Becky Douglas
Rising Star Outreach
Norcross, Georgia
A mystery of life is that every beginning foretells an ending. For Becky Douglas, a tragic ending -- her beloved daughter Amber’s death by suicide at age 24 -- was the beginning of a mission that would take this housewife and mother of nine not only to the ends of the earth but also into uncharted territory in her own heart.
While going through Amber’s things after her death in 2000, Becky discovered that this lifelong champion of the underdog had been sending money to an orphanage in India. Becky asked that memorials go to the orphanage, and the response was so generous she was invited to join its board. When she traveled to India for the first time in 2001, droves of leprosy-affected beggars -- some without limbs or eyes -- swarmed her cab.
“Their suffering was so palpable it hurt to look at them,” Becky recalls. On a 120-degree day, her cab was at a stoplight when a woman who had no legs crawled up. The driver directed Becky to tell her to move. She remembers, “I rolled the window down and our eyes connected. She asked me to help her children. I realized she was a mom like me. When I came home, I was haunted by that mother’s eyes. I was just one person -- not a doctor, not someone who had ever run an organization -- but I could do something. I invited three friends to meet at my kitchen table.”

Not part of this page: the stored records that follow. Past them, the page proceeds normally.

use axum::{
    extract::State,
    http::{header, HeaderMap, StatusCode},
    routing::{get, post},
    Json, Router,
};
use tracing::instrument;

use crate::{
    auth::extractors::AdminUser,
    calculators,
    error::ApiError,
    leads::dto::{SubmitLeadRequest, SubmitLeadResponse},
    leads::export::leads_to_csv,
    leads::repo::{self, Lead},
    state::AppState,
};

pub fn public_routes() -> Router<AppState> {
    Router::new().route("/leads", post(submit_lead))
}

pub fn admin_routes() -> Router<AppState> {
    Router::new()
        .route("/leads", get(list_leads))
        .route("/leads/export", get(export_leads))
}

/// Public funnel endpoint; no account is required.
#[instrument(skip(state, payload))]
async fn submit_lead(
    State(state): State<AppState>,
    Json(payload): Json<SubmitLeadRequest>,
) -> Result<(StatusCode, Json<SubmitLeadResponse>), ApiError> {
    if payload.full_name.trim().is_empty() || payload.mobile.trim().is_empty() {
        return Err(ApiError::Validation("full_name and mobile are required".into()));
    }

    // The lead and its context snapshot commit together; a lead never
    // lands without the context it was submitted with.
    let mut tx = state.db.begin().await?;
    let lead = repo::insert(
        &mut *tx,
        payload.full_name.trim(),
        payload.mobile.trim(),
        payload.email.as_deref(),
        payload.city.as_deref(),
        payload.income.as_deref(),
        payload.consent,
    )
    .await?;

    if let Some(ctx) = &payload.calculator_data {
        calculators::repo::insert_for_lead(
            &mut *tx,
            lead.id,
            ctx.calc_type,
            &ctx.input_data,
            &ctx.result_data,
        )
        .await?;
    }
    tx.commit().await?;

    Ok((
        StatusCode::CREATED,
        Json(SubmitLeadResponse {
            success: true,
            message: "Lead submitted successfully".into(),
            lead_id: lead.id,
        }),
    ))
}

#[instrument(skip(state, _admin))]
async fn list_leads(
    State(state): State<AppState>,
    _admin: AdminUser,
) -> Result<Json<Vec<Lead>>, ApiError> {
    let leads = repo::list_all(&state.db).await?;
    Ok(Json(leads))
}

#[instrument(skip(state, _admin))]
async fn export_leads(
    State(state): State<AppState>,
    _admin: AdminUser,
) -> Result<(HeaderMap, String), ApiError> {
    let leads = repo::list_all(&state.db).await?;
    let csv = leads_to_csv(&leads);

    let mut headers = HeaderMap::new();
    headers.insert(
        header::CONTENT_TYPE,
        "text/csv; charset=utf-8".parse().expect("static header"),
    );
    headers.insert(
        header::CONTENT_DISPOSITION,
        "attachment; filename=\"leads.csv\""
            .parse()
            .expect("static header"),
    );
    Ok((headers, csv))
}

#[cfg(test)]
mod tests {
    use super::*;
    use crate::calculators::repo::CalculatorType;
    use crate::leads::dto::CalculatorContext;

    fn unreachable_store_state() -> AppState {
        let mut state = AppState::fake();
        // Port 1 refuses immediately, so the write fails instead of
        // hanging on a half-open pool.
        state.db = sqlx::postgres::PgPoolOptions::new()
            .acquire_timeout(std::time::Duration::from_secs(2))
            .connect_lazy("postgres://postgres@127.0.0.1:1/postgres")
            .expect("lazy pool ok");
        state
    }

    #[tokio::test]
    async fn submission_with_context_is_all_or_nothing() {
        let payload = SubmitLeadRequest {
            full_name: "Asha Rao".into(),
            mobile: "9876543210".into(),
            email: None,
            city: None,
            income: None,
            consent: true,
            calculator_data: Some(CalculatorContext {
                calc_type: CalculatorType::Emi,
                input_data: serde_json::json!({"principal": 500000}),
                result_data: serde_json::json!({"emi": 10624}),
            }),
        };

        let result = submit_lead(State(unreachable_store_state()), Json(payload)).await;
        assert!(result.is_err(), "store failure must fail the submission");
    }

    #[tokio::test]
    async fn missing_required_fields_are_rejected() {
        let payload = SubmitLeadRequest {
            full_name: "  ".into(),
            mobile: "9876543210".into(),
            email: None,
            city: None,
            income: None,
            consent: false,
            calculator_data: None,
        };

        let err = submit_lead(State(AppState::fake()), Json(payload))
            .await
            .unwrap_err();
        assert!(matches!(err, ApiError::Validation(_)));
    }
}
use std::net::SocketAddr;

use axum::{routing::get, Router};
use tower_cookies::CookieManagerLayer;
use tower_http::{cors::CorsLayer, trace::TraceLayer};

use crate::state::AppState;
use crate::{admin, auth, blogs, calculators, leads};

pub fn build_app(state: AppState) -> Router {
    Router::new()
        .nest(
            "/api",
            Router::new()
                .merge(auth::router())
                .merge(calculators::router())
                .merge(leads::router())
                .merge(blogs::router())
                .merge(admin::router())
                .route("/health", get(|| async { "ok" })),
        )
        .with_state(state)
        .layer(CookieManagerLayer::new())
        .layer(CorsLayer::permissive())
        .layer(
            TraceLayer::new_for_http()
                .make_span_with(|req: &axum::http::Request<_>| {
                    let method = req.method().clone();
                    let uri = req.uri().clone();
                    tracing::info_span!("http_request", %method, uri = %uri)
                })
                .on_response(
                    |res: &axum::http::Response<_>,
                     _latency: std::time::Duration,
                     span: &tracing::Span| {
                        let status = res.status();
                        span.record("status", tracing::field::display(status));
                        if status.is_server_error() {
                            tracing::error!(%status, "response");
                        } else {
                            tracing::info!(%status, "response");
                        }
                    },
                ),
        )
}

pub async fn serve(app: Router) -> anyhow::Result<()> {
    let addr: SocketAddr = format!(
        "{}:{}",
        std::env::var("APP_HOST").unwrap_or_else(|_| "0.0.0.0".into()),
        std::env::var("APP_PORT").unwrap_or_else(|_| "8080".into())
    )
    .parse()?;

    tracing::info!("listening on {}", addr);
    let listener = tokio::net::TcpListener::bind(addr).await?;
    axum::serve(listener, app).await?;
    Ok(())
}
use axum::{
    extract::{Query, State},
    http::StatusCode,
    response::Redirect,
    routing::{get, post, put},
    Json, Router,
};
use tower_cookies::Cookies;
use tracing::{error, instrument, warn};

use crate::{
    auth::{
        dto::{
            AuthResponse, GoogleAuthQuery, GoogleCallbackQuery, LoginRequest, MeResponse,
            MessageResponse, ProfileUpdateRequest, RegisterRequest, RegisteredResponse,
            ResendOtpRequest, VerifyOtpRequest,
        },
        extractors::{AuthUser, MaybeUser},
        repo_types::User,
        services, sessions,
    },
    error::ApiError,
    state::AppState,
};

pub fn local_routes() -> Router<AppState> {
    Router::new()
        .route("/auth/local/register", post(register))
        .route("/auth/local/verify", post(verify_otp))
        .route("/auth/local/resend", post(resend_otp))
        .route("/auth/local/login", post(login))
}

pub fn session_routes() -> Router<AppState> {
    Router::new()
        .route("/auth/google", get(google_auth))
        .route("/auth/google/callback", get(google_callback))
        .route("/auth/me", get(get_me))
        .route("/auth/profile", put(update_profile))
        .route("/auth/logout", get(logout))
}

async fn establish_session(
    state: &AppState,
    cookies: &Cookies,
    user: &User,
) -> Result<(), ApiError> {
    let token =
        sessions::create_session(&state.db, user.id, state.config.session.ttl_days).await?;
    sessions::set_session_cookie(cookies, &state.config.session, token);
    Ok(())
}

#[instrument(skip(state, payload))]
async fn register(
    State(state): State<AppState>,
    Json(mut payload): Json<RegisterRequest>,
) -> Result<(StatusCode, Json<RegisteredResponse>), ApiError> {
    payload.email = payload.email.trim().to_lowercase();

    if !services::is_valid_email(&payload.email) {
        warn!(email = %payload.email, "invalid email");
        return Err(ApiError::Validation("Invalid email".into()));
    }
    if payload.password.chars().count() < 8 {
        return Err(ApiError::Validation("Password too short".into()));
    }

    let user = services::register_local(&state, &payload.name, &payload.email, &payload.password)
        .await?;

    Ok((
        StatusCode::CREATED,
        Json(RegisteredResponse {
            message: "Registration successful. OTP sent to email.".into(),
            user_id: user.id,
        }),
    ))
}

/// Verification and login are atomic from the caller's perspective:
/// a successful verify responds with the session cookie already set.
#[instrument(skip(state, cookies, payload))]
async fn verify_otp(
    State(state): State<AppState>,
    cookies: Cookies,
    Json(mut payload): Json<VerifyOtpRequest>,
) -> Result<Json<AuthResponse>, ApiError> {
    payload.email = payload.email.trim().to_lowercase();

    let user = services::verify_otp(&state, &payload.email, &payload.otp).await?;
    establish_session(&state, &cookies, &user).await?;

    Ok(Json(AuthResponse {
        message: "Verification successful".into(),
        user: user.into(),
    }))
}

#[instrument(skip(state, payload))]
async fn resend_otp(
    State(state): State<AppState>,
    Json(mut payload): Json<ResendOtpRequest>,
) -> Result<Json<MessageResponse>, ApiError> {
    payload.email = payload.email.trim().to_lowercase();
    services::resend_otp(&state, &payload.email).await?;
    Ok(Json(MessageResponse {
        message: "If the account exists and is unverified, a new OTP has been sent.".into(),
    }))
}

#[instrument(skip(state, cookies, payload))]
async fn login(
    State(state): State<AppState>,
    cookies: Cookies,
    Json(mut payload): Json<LoginRequest>,
) -> Result<Json<AuthResponse>, ApiError> {
    payload.email = payload.email.trim().to_lowercase();

    if !services::is_valid_email(&payload.email) {
        return Err(ApiError::Validation("Invalid email".into()));
    }

    let user = services::login_local(&state, &payload.email, &payload.password).await?;
    establish_session(&state, &cookies, &user).await?;

    Ok(Json(AuthResponse {
        message: "Logged in successfully".into(),
        user: user.into(),
    }))
}

#[instrument(skip(state))]
async fn google_auth(
    State(state): State<AppState>,
    Query(query): Query<GoogleAuthQuery>,
) -> Redirect {
    let path = services::validate_state_path(query.redirect.as_deref());
    Redirect::to(&state.oauth.authorize_url(path))
}

/// Provider failures never surface as errors to the browser; the user
/// lands back on the login page with a generic marker instead.
#[instrument(skip(state, cookies, query))]
async fn google_callback(
    State(state): State<AppState>,
    cookies: Cookies,
    Query(query): Query<GoogleCallbackQuery>,
) -> Redirect {
    let failure = format!("{}/login?error=auth_failed", state.config.client_url);

    let Some(code) = query.code.as_deref() else {
        return Redirect::to(&failure);
    };

    let profile = match state.oauth.fetch_profile(code).await {
        Ok(p) => p,
        Err(e) => {
            error!(error = %e, "provider code exchange failed");
            return Redirect::to(&failure);
        }
    };

    let user = match services::resolve_external_identity(&state, &profile).await {
        Ok(u) => u,
        Err(e) => {
            error!(error = %e, "external identity resolution failed");
            return Redirect::to(&failure);
        }
    };

    if let Err(e) = establish_session(&state, &cookies, &user).await {
        error!(error = %e, user_id = %user.id, "session creation failed");
        return Redirect::to(&failure);
    }

    let path = services::validate_state_path(query.state.as_deref());
    Redirect::to(&format!("{}{}", state.config.client_url, path))
}

#[instrument(skip_all)]
async fn get_me(MaybeUser(user): MaybeUser) -> Json<MeResponse> {
    match user {
        Some(user) => Json(MeResponse {
            authenticated: true,
            user: Some(user.into()),
        }),
        None => Json(MeResponse {
            authenticated: false,
            user: None,
        }),
    }
}

#[instrument(skip(state, user, payload))]
async fn update_profile(
    State(state): State<AppState>,
    AuthUser(user): AuthUser,
    Json(payload): Json<ProfileUpdateRequest>,
) -> Result<Json<AuthResponse>, ApiError> {
    let updated = User::update_profile(
        &state.db,
        user.id,
        payload.income_range.as_deref(),
        payload.exact_income,
    )
    .await?
    .ok_or(ApiError::NotFound("User"))?;

    Ok(Json(AuthResponse {
        message: "Profile updated".into(),
        user: updated.into(),
    }))
}

#[instrument(skip(state, cookies))]
async fn logout(
    State(state): State<AppState>,
    cookies: Cookies,
) -> Result<Json<MessageResponse>, ApiError> {
    if let Some(token) = sessions::session_token(&cookies, &state.config.session) {
        sessions::destroy_session(&state.db, &token).await?;
    }
    sessions::clear_session_cookie(&cookies, &state.config.session);
    Ok(Json(MessageResponse {
        message: "Logged out successfully".into(),
    }))
}

#[cfg(test)]
mod tests {
    use super::*;

    #[tokio::test]
    async fn register_measures_password_length_in_chars() {
        // Four characters but eight bytes; byte counting would let
        // this through.
        let payload = RegisterRequest {
            name: "Asha".into(),
            email: "asha@example.com".into(),
            password: "éééé".into(),
        };

        let err = register(State(AppState::fake()), Json(payload))
            .await
            .unwrap_err();
        match err {
            ApiError::Validation(message) => assert_eq!(message, "Password too short"),
            other => panic!("unexpected error: {other:?}"),
        }
    }

    #[tokio::test]
    async fn register_rejects_malformed_email() {
        let payload = RegisterRequest {
            name: "Asha".into(),
            email: "not-an-address".into(),
            password: "long enough password".into(),
        };

        let err = register(State(AppState::fake()), Json(payload))
            .await
            .unwrap_err();
        assert!(matches!(err, ApiError::Validation(_)));
    }
}
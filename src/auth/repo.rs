use sqlx::PgPool;
use time::OffsetDateTime;
use uuid::Uuid;

use crate::auth::repo_types::User;
use crate::error::ApiError;

const USER_COLUMNS: &str = "id, name, email, password_hash, google_id, is_verified, role, \
     income_range, exact_income, otp_code, otp_expires, avatar, created_at";

impl User {
    pub async fn find_by_email(db: &PgPool, email: &str) -> anyhow::Result<Option<User>> {
        let user = sqlx::query_as::<_, User>(&format!(
            "SELECT {USER_COLUMNS} FROM users WHERE email = $1"
        ))
        .bind(email)
        .fetch_optional(db)
        .await?;
        Ok(user)
    }

    pub async fn find_by_id(db: &PgPool, id: Uuid) -> anyhow::Result<Option<User>> {
        let user = sqlx::query_as::<_, User>(&format!(
            "SELECT {USER_COLUMNS} FROM users WHERE id = $1"
        ))
        .bind(id)
        .fetch_optional(db)
        .await?;
        Ok(user)
    }

    pub async fn find_by_google_id(db: &PgPool, google_id: &str) -> anyhow::Result<Option<User>> {
        let user = sqlx::query_as::<_, User>(&format!(
            "SELECT {USER_COLUMNS} FROM users WHERE google_id = $1"
        ))
        .bind(google_id)
        .fetch_optional(db)
        .await?;
        Ok(user)
    }

    /// Insert an unverified local account holding a pending OTP. The
    /// email uniqueness constraint is the arbiter under concurrent
    /// registrations; the losing insert maps to `AlreadyExists`.
    pub async fn create_local(
        db: &PgPool,
        name: &str,
        email: &str,
        password_hash: &str,
        otp_code: &str,
        otp_expires: OffsetDateTime,
    ) -> Result<User, ApiError> {
        let user = sqlx::query_as::<_, User>(&format!(
            "INSERT INTO users (name, email, password_hash, otp_code, otp_expires, is_verified, role) \
             VALUES ($1, $2, $3, $4, $5, FALSE, 'user') \
             RETURNING {USER_COLUMNS}"
        ))
        .bind(name)
        .bind(email)
        .bind(password_hash)
        .bind(otp_code)
        .bind(otp_expires)
        .fetch_one(db)
        .await
        .map_err(|e| {
            if e.as_database_error()
                .map_or(false, |d| d.is_unique_violation())
            {
                ApiError::AlreadyExists
            } else {
                ApiError::Internal(e.into())
            }
        })?;
        Ok(user)
    }

    /// Insert a pre-verified account from an external-provider
    /// profile. Unique-violation still maps to `AlreadyExists` so a
    /// racing local registration has exactly one winner.
    pub async fn create_from_provider(
        db: &PgPool,
        name: &str,
        email: &str,
        google_id: &str,
        avatar: Option<&str>,
    ) -> Result<User, ApiError> {
        let user = sqlx::query_as::<_, User>(&format!(
            "INSERT INTO users (name, email, google_id, avatar, is_verified, role) \
             VALUES ($1, $2, $3, $4, TRUE, 'user') \
             RETURNING {USER_COLUMNS}"
        ))
        .bind(name)
        .bind(email)
        .bind(google_id)
        .bind(avatar)
        .fetch_one(db)
        .await
        .map_err(|e| {
            if e.as_database_error()
                .map_or(false, |d| d.is_unique_violation())
            {
                ApiError::AlreadyExists
            } else {
                ApiError::Internal(e.into())
            }
        })?;
        Ok(user)
    }

    /// Consume the pending OTP in a single conditional update: the code
    /// must match and the expiry must still be ahead of the clock, so a
    /// consumed or superseded code cannot be replayed.
    pub async fn consume_otp(db: &PgPool, email: &str, otp: &str) -> anyhow::Result<Option<User>> {
        let user = sqlx::query_as::<_, User>(&format!(
            "UPDATE users \
             SET is_verified = TRUE, otp_code = NULL, otp_expires = NULL \
             WHERE email = $1 AND otp_code = $2 AND otp_expires > now() \
             RETURNING {USER_COLUMNS}"
        ))
        .bind(email)
        .bind(otp)
        .fetch_optional(db)
        .await?;
        Ok(user)
    }

    /// Replace the pending OTP on an unverified account.
    pub async fn replace_otp(
        db: &PgPool,
        email: &str,
        otp_code: &str,
        otp_expires: OffsetDateTime,
    ) -> anyhow::Result<Option<User>> {
        let user = sqlx::query_as::<_, User>(&format!(
            "UPDATE users SET otp_code = $2, otp_expires = $3 \
             WHERE email = $1 AND is_verified = FALSE \
             RETURNING {USER_COLUMNS}"
        ))
        .bind(email)
        .bind(otp_code)
        .bind(otp_expires)
        .fetch_optional(db)
        .await?;
        Ok(user)
    }

    /// Attach a provider id to an existing account (account linking).
    /// The avatar is only filled when absent; the stored name is kept.
    pub async fn link_google(
        db: &PgPool,
        email: &str,
        google_id: &str,
        avatar: Option<&str>,
    ) -> anyhow::Result<Option<User>> {
        let user = sqlx::query_as::<_, User>(&format!(
            "UPDATE users SET google_id = $2, avatar = COALESCE(avatar, $3) \
             WHERE email = $1 \
             RETURNING {USER_COLUMNS}"
        ))
        .bind(email)
        .bind(google_id)
        .bind(avatar)
        .fetch_optional(db)
        .await?;
        Ok(user)
    }

    pub async fn update_profile(
        db: &PgPool,
        id: Uuid,
        income_range: Option<&str>,
        exact_income: Option<i64>,
    ) -> anyhow::Result<Option<User>> {
        let user = sqlx::query_as::<_, User>(&format!(
            "UPDATE users SET income_range = $2, exact_income = $3 \
             WHERE id = $1 \
             RETURNING {USER_COLUMNS}"
        ))
        .bind(id)
        .bind(income_range)
        .bind(exact_income)
        .fetch_optional(db)
        .await?;
        Ok(user)
    }

    pub async fn list_all(db: &PgPool) -> anyhow::Result<Vec<User>> {
        let users = sqlx::query_as::<_, User>(&format!(
            "SELECT {USER_COLUMNS} FROM users ORDER BY created_at DESC"
        ))
        .fetch_all(db)
        .await?;
        Ok(users)
    }

    pub async fn count(db: &PgPool) -> anyhow::Result<i64> {
        let (n,): (i64,) = sqlx::query_as("SELECT COUNT(*) FROM users")
            .fetch_one(db)
            .await?;
        Ok(n)
    }
}
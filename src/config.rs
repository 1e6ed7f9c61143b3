use serde::Deserialize;

#[derive(Debug, Clone, Deserialize)]
pub struct SessionConfig {
    pub cookie_name: String,
    pub ttl_days: i64,
    pub secure: bool,
}

#[derive(Debug, Clone, Deserialize)]
pub struct GoogleConfig {
    pub client_id: String,
    pub client_secret: String,
    pub redirect_url: String,
}

#[derive(Debug, Clone, Deserialize)]
pub struct MailConfig {
    pub endpoint: String,
    pub api_key: String,
    pub from: String,
}

#[derive(Debug, Clone, Deserialize)]
pub struct AppConfig {
    pub database_url: String,
    pub client_url: String,
    pub session: SessionConfig,
    pub google: GoogleConfig,
    pub mail: MailConfig,
}

impl AppConfig {
    pub fn from_env() -> anyhow::Result<Self> {
        let database_url = std::env::var("DATABASE_URL")?;
        let client_url =
            std::env::var("CLIENT_URL").unwrap_or_else(|_| "http://localhost:5173".into());
        let session = SessionConfig {
            cookie_name: std::env::var("SESSION_COOKIE_NAME")
                .unwrap_or_else(|_| "finsight_session".into()),
            ttl_days: std::env::var("SESSION_TTL_DAYS")
                .ok()
                .and_then(|v| v.parse::<i64>().ok())
                .unwrap_or(30),
            secure: std::env::var("SESSION_SECURE")
                .map(|v| v == "true")
                .unwrap_or(false),
        };
        let google = GoogleConfig {
            client_id: std::env::var("GOOGLE_CLIENT_ID").unwrap_or_default(),
            client_secret: std::env::var("GOOGLE_CLIENT_SECRET").unwrap_or_default(),
            redirect_url: std::env::var("GOOGLE_REDIRECT_URL")
                .unwrap_or_else(|_| "http://localhost:8080/api/auth/google/callback".into()),
        };
        let mail = MailConfig {
            endpoint: std::env::var("MAIL_ENDPOINT").unwrap_or_default(),
            api_key: std::env::var("MAIL_API_KEY").unwrap_or_default(),
            from: std::env::var("MAIL_FROM")
                .unwrap_or_else(|_| "Finsight Support <support@finsight.local>".into()),
        };
        Ok(Self {
            database_url,
            client_url,
            session,
            google,
            mail,
        })
    }
}
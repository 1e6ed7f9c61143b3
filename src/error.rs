use axum::http::StatusCode;
use axum::response::{IntoResponse, Response};
use serde_json::json;
use thiserror::Error;

#[derive(Debug, Error)]
pub enum ApiError {
    #[error("User already exists")]
    AlreadyExists,

    #[error("{0} not found")]
    NotFound(&'static str),

    #[error("Invalid or expired OTP")]
    InvalidOrExpired,

    #[error("Invalid credentials")]
    InvalidCredentials,

    #[error("Account not verified. Please verify OTP.")]
    NotVerified,

    #[error("Unauthorized")]
    Unauthorized,

    #[error("Forbidden")]
    Forbidden,

    #[error("Validation error: {0}")]
    Validation(String),

    #[error(transparent)]
    Internal(#[from] anyhow::Error),
}

impl From<sqlx::Error> for ApiError {
    fn from(e: sqlx::Error) -> Self {
        ApiError::Internal(e.into())
    }
}

impl IntoResponse for ApiError {
    fn into_response(self) -> Response {
        let (status, message) = match &self {
            ApiError::AlreadyExists => (StatusCode::CONFLICT, "User already exists".to_string()),
            ApiError::NotFound(what) => (StatusCode::NOT_FOUND, format!("{} not found", what)),
            ApiError::InvalidOrExpired => {
                (StatusCode::BAD_REQUEST, "Invalid or expired OTP".to_string())
            }
            ApiError::InvalidCredentials => {
                (StatusCode::UNAUTHORIZED, "Invalid credentials".to_string())
            }
            ApiError::NotVerified => (
                StatusCode::FORBIDDEN,
                "Account not verified. Please verify OTP.".to_string(),
            ),
            ApiError::Unauthorized => (StatusCode::UNAUTHORIZED, "Unauthorized".to_string()),
            ApiError::Forbidden => (StatusCode::FORBIDDEN, "Forbidden".to_string()),
            ApiError::Validation(msg) => (StatusCode::BAD_REQUEST, msg.clone()),
            ApiError::Internal(e) => {
                tracing::error!(error = %e, "internal error");
                (
                    StatusCode::INTERNAL_SERVER_ERROR,
                    "Internal server error".to_string(),
                )
            }
        };

        (status, axum::Json(json!({ "error": message }))).into_response()
    }
}

#[cfg(test)]
mod tests {
    use super::*;
    use axum::http::StatusCode;

    #[test]
    fn statuses_match_taxonomy() {
        let cases = [
            (ApiError::AlreadyExists, StatusCode::CONFLICT),
            (ApiError::NotFound("User"), StatusCode::NOT_FOUND),
            (ApiError::InvalidOrExpired, StatusCode::BAD_REQUEST),
            (ApiError::InvalidCredentials, StatusCode::UNAUTHORIZED),
            (ApiError::NotVerified, StatusCode::FORBIDDEN),
            (ApiError::Unauthorized, StatusCode::UNAUTHORIZED),
            (ApiError::Forbidden, StatusCode::FORBIDDEN),
        ];
        for (err, expected) in cases {
            assert_eq!(err.into_response().status(), expected);
        }
    }

    #[test]
    fn internal_hides_detail() {
        let err = ApiError::Internal(anyhow::anyhow!("connection refused to 10.0.0.5"));
        let resp = err.into_response();
        assert_eq!(resp.status(), StatusCode::INTERNAL_SERVER_ERROR);
    }
}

Thus began Rising Star, which now works with 44 colonies of leprosy-affected Indians and attracts passionate volunteers. It opened and operates a school and two homes for children, easing them into the mainstream through education. It also operates a traveling medical clinic and a micro-loan program so adults can forsake begging to start their own businesses. (One woman gained independence via a five-dollar iron.) What about that mother without whom Becky -- who has now traveled to India 26 times -- might have forgotten a problem that seemed too big to tackle? “I look for her every time I go back.”